Elencherò dunque tutte le ragioni per cui questo romanzo è spazzatura (potrebbero esserci parziali spoiler, ma niente che non si capisca dopo la lettura dei primi capitoli - i plot twist, per intendersi, non saranno sciupati):
- la protagonista non è la regina del giallo, ma l'amante del marito, che qua prende il nome di Nan O'Dea, non si sa perché. Questo mi dava già molto fastidio, perché avrei voluto che la storia si incentrasse sul leggendario mistero di questa scomparsa, sulle mosse della scrittrice in quei misteriosi giorni e non su un'altra tizia, che avrebbe potuto essere semplicemente la narratrice.
- La protagonista è antipaticissima, non solo in quanto odiosa ladra di mariti, ma soprattutto perché le sue motivazioni per tale furto e per la preferenza del signor Christie all'uomo che ha sempre amato sono assolutamente irrazionali, caratteristica che detesto sempre. La motivazione da cui parte tutto non è credibile, oltre che offensiva per i Christie.
- La narrazione per quasi tutto il tempo è in prima persona, ovvero resa attraverso la voce della O'Dea, il che comporta due ordini di problemi:
- la narratrice è onnisciente senza motivo (perché mai dovrebbe sapere come l'amante parla di lei, specialmente se dice qualcosa che non avrebbe motivo di dirle dopo? o di dialoghi che non possono esserle stati riferiti, per esempio tra l'editore della Christie e Conan Doyle?);
- è una narrazione difficile da mantenere e infatti, quando l'autrice (e l'editore) se ne dimentica, senza motivo a un certo punto si passa a una terza persona (da "di me" a "di Nan").
- I capitoli si chiamano "Qui giace sorella Mary" e "La scomparsa", ma non sono due. Sono trentacinque capitoli che si titolano alternativamente in un modo o nell'altro. Sarebbe già odiosa di per sé questa ripetizione che sa molto di pigrizia, sennonché i nomi dei capitoli dovrebbero rimandare a un preciso contenuto, dividendosi nel racconto strappalacrime (ma non a me) di Nan e nella cronaca delle ricerche della Christie. Peccato che questa rigida divisione non sia mantenuta, lo svolgimento degli argomenti nei capitoli diventa abbastanza libero e dunque la monotonia dei titoli perde qualunque significato.
- Alcune cose che succedono sono insensate e forzatissime (ora occorre fare degli spoiler esemplificativi): uno degli ispettori che cercano Agatha Christie per tutta l'Inghilterra a un certo punto si perde per una campagna sconosciuta, si imbatte in una casa qualunque, si avvicina, sente il ticchettio di una macchina da scrivere, bussa e gli apre la scrittrice scomparsa. Per me questo è un troiaio, non ha senso e i lettori dovrebbero essere avvertiti di cosa si troveranno davanti. Di più, essendo la persona più ricercata della Gran Bretagna, col volto sulle prime pagine dei giornali, la nostra scrittrice si prende il lusso di andare per negozi e altri luoghi pubblici senza mascherarsi. Questa irrazionalità diventa dunque il codice di comportamento di molti dei personaggi che compaiono.
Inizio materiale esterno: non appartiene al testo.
//! src/bsp/bsp_node.rs

use crate::bsp::bsp_seg::LineSeg;
use crate::mesh::FaceId;
use crate::utils::{Line2D, Point2D};

/// A leaf of the build-time tree.
#[derive(Debug)]
pub struct LeafData {
    /// Order in which the partitioner produced this leaf.
    pub order: usize,
    pub segs: Vec<LineSeg>,
    pub sector: Option<usize>,
    /// Convex outline, clockwise. `None` when the leaf encloses no area.
    pub polygon: Option<Vec<Point2D>>,
    pub face: Option<FaceId>,
}

impl LeafData {
    /// A leaf with no sector or no polygon cannot be drawn or clustered.
    pub fn is_orphan(&self) -> bool {
        self.sector.is_none() || self.face.is_none()
    }
}

/// Build-time BSP tree. Interior nodes own their children; the hardener
/// consumes the whole tree.
#[derive(Debug)]
pub enum BspTreeNode {
    Node {
        /// Right children lie on the front (right) side of this line.
        partition: Line2D,
        right: Box<BspTreeNode>,
        left: Box<BspTreeNode>,
    },
    Leaf(LeafData),
}

impl BspTreeNode {
    pub fn is_leaf(&self) -> bool {
        matches!(self, BspTreeNode::Leaf(_))
    }

    /// Number of edges on the longest root-to-leaf path. A lone leaf has height 0.
    pub fn height(&self) -> usize {
        match self {
            BspTreeNode::Leaf(_) => 0,
            BspTreeNode::Node { right, left, .. } => 1 + right.height().max(left.height()),
        }
    }

    pub fn leaf_count(&self) -> usize {
        match self {
            BspTreeNode::Leaf(_) => 1,
            BspTreeNode::Node { right, left, .. } => right.leaf_count() + left.leaf_count(),
        }
    }

    pub fn node_count(&self) -> usize {
        match self {
            BspTreeNode::Leaf(_) => 0,
            BspTreeNode::Node { right, left, .. } => 1 + right.node_count() + left.node_count(),
        }
    }

    /// Leafs in traversal order, right subtree first.
    pub fn leafs(&self) -> Vec<&LeafData> {
        let mut out = Vec::new();
        self.collect_leafs(&mut out);
        out
    }

    fn collect_leafs<'a>(&'a self, out: &mut Vec<&'a LeafData>) {
        match self {
            BspTreeNode::Leaf(leaf) => out.push(leaf),
            BspTreeNode::Node { right, left, .. } => {
                right.collect_leafs(out);
                left.collect_leafs(out);
            }
        }
    }

    pub(crate) fn leafs_mut(&mut self) -> Vec<&mut LeafData> {
        let mut out = Vec::new();
        self.collect_leafs_mut(&mut out);
        out
    }

    fn collect_leafs_mut<'a>(&'a mut self, out: &mut Vec<&'a mut LeafData>) {
        match self {
            BspTreeNode::Leaf(leaf) => out.push(leaf),
            BspTreeNode::Node { right, left, .. } => {
                right.collect_leafs_mut(out);
                left.collect_leafs_mut(out);
            }
        }
    }
}

#[cfg(test)]
mod tests {
    use super::*;

    fn leaf(order: usize) -> BspTreeNode {
        BspTreeNode::Leaf(LeafData {
            order,
            segs: Vec::new(),
            sector: None,
            polygon: None,
            face: None,
        })
    }

    #[test]
    fn test_tree_counts() {
        let partition = Line2D::new(Point2D::new(0.0, 0.0), Point2D::new(0.0, 1.0));
        let tree = BspTreeNode::Node {
            partition,
            right: Box::new(BspTreeNode::Node {
                partition,
                right: Box::new(leaf(0)),
                left: Box::new(leaf(1)),
            }),
            left: Box::new(leaf(2)),
        };
        assert!(!tree.is_leaf());
        assert_eq!(tree.height(), 2);
        assert_eq!(tree.leaf_count(), 3);
        assert_eq!(tree.node_count(), 2);
        let orders: Vec<usize> = tree.leafs().iter().map(|l| l.order).collect();
        assert_eq!(orders, vec![0, 1, 2]);
        assert!(tree.leafs()[0].is_orphan());
    }
}
// src/map/mod.rs
// Editable level records as stored in classic Doom WAD lumps.
pub mod vertex;
pub mod linedef;
pub mod sidedef;
pub mod sector;

pub use vertex::Vertex;
pub use linedef::LineDef;
pub use sidedef::SideDef;
pub use sector::Sector;

use std::io::{self, Read};

/// Reads an 8-byte lump name (texture, flat), uppercased, trailing `\0` and spaces trimmed.
pub(crate) fn read_name8<R: Read>(reader: &mut R) -> io::Result<String> {
    let mut buf = [0u8; 8];
    reader.read_exact(&mut buf)?;
    // Bytes after the first NUL are garbage in many IWADs.
    let len = buf.iter().position(|&c| c == 0).unwrap_or(buf.len());
    let raw: String = buf[..len].iter().map(|&c| c as char).collect();
    Ok(raw.trim_end_matches(|c: char| c.is_ascii_whitespace()).to_uppercase())
}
- A un certo punto, per non farsi mancare nulla, compare il delitto. Su questo delitto la De Gramont mette in bocca alla Christie delle parole che non le sarebbero state proprie: sembra accettarlo, giustificarlo, quando la scrittrice ha sempre fatto dire a Poirot che l'omicidio non è giustificabile e cha ha un atteggiamento borghese nei confronti del delitto. Almeno nei gialli i lettori hanno diritto di vedere il colpevole consegnato alla giustizia e l'unica volta in cui la Christie viene meno a questa regola è ne L'assassionio sull'Orient Express, che però ha una struttura e una soluzione particolarissime e quello che avviene è giustificato dal fatto che si tratti più un processo-condanna nei confronti di chi tolse molte vite, che un semplice omicidio. Il delitto ne Il caso Agatha Christie, al contrario, è una semplice vendetta in cui le vittime rispondono con l'omicidio a crimini completamente diversi, andando oltre persino al barbarico "occhio per occhio" biblico.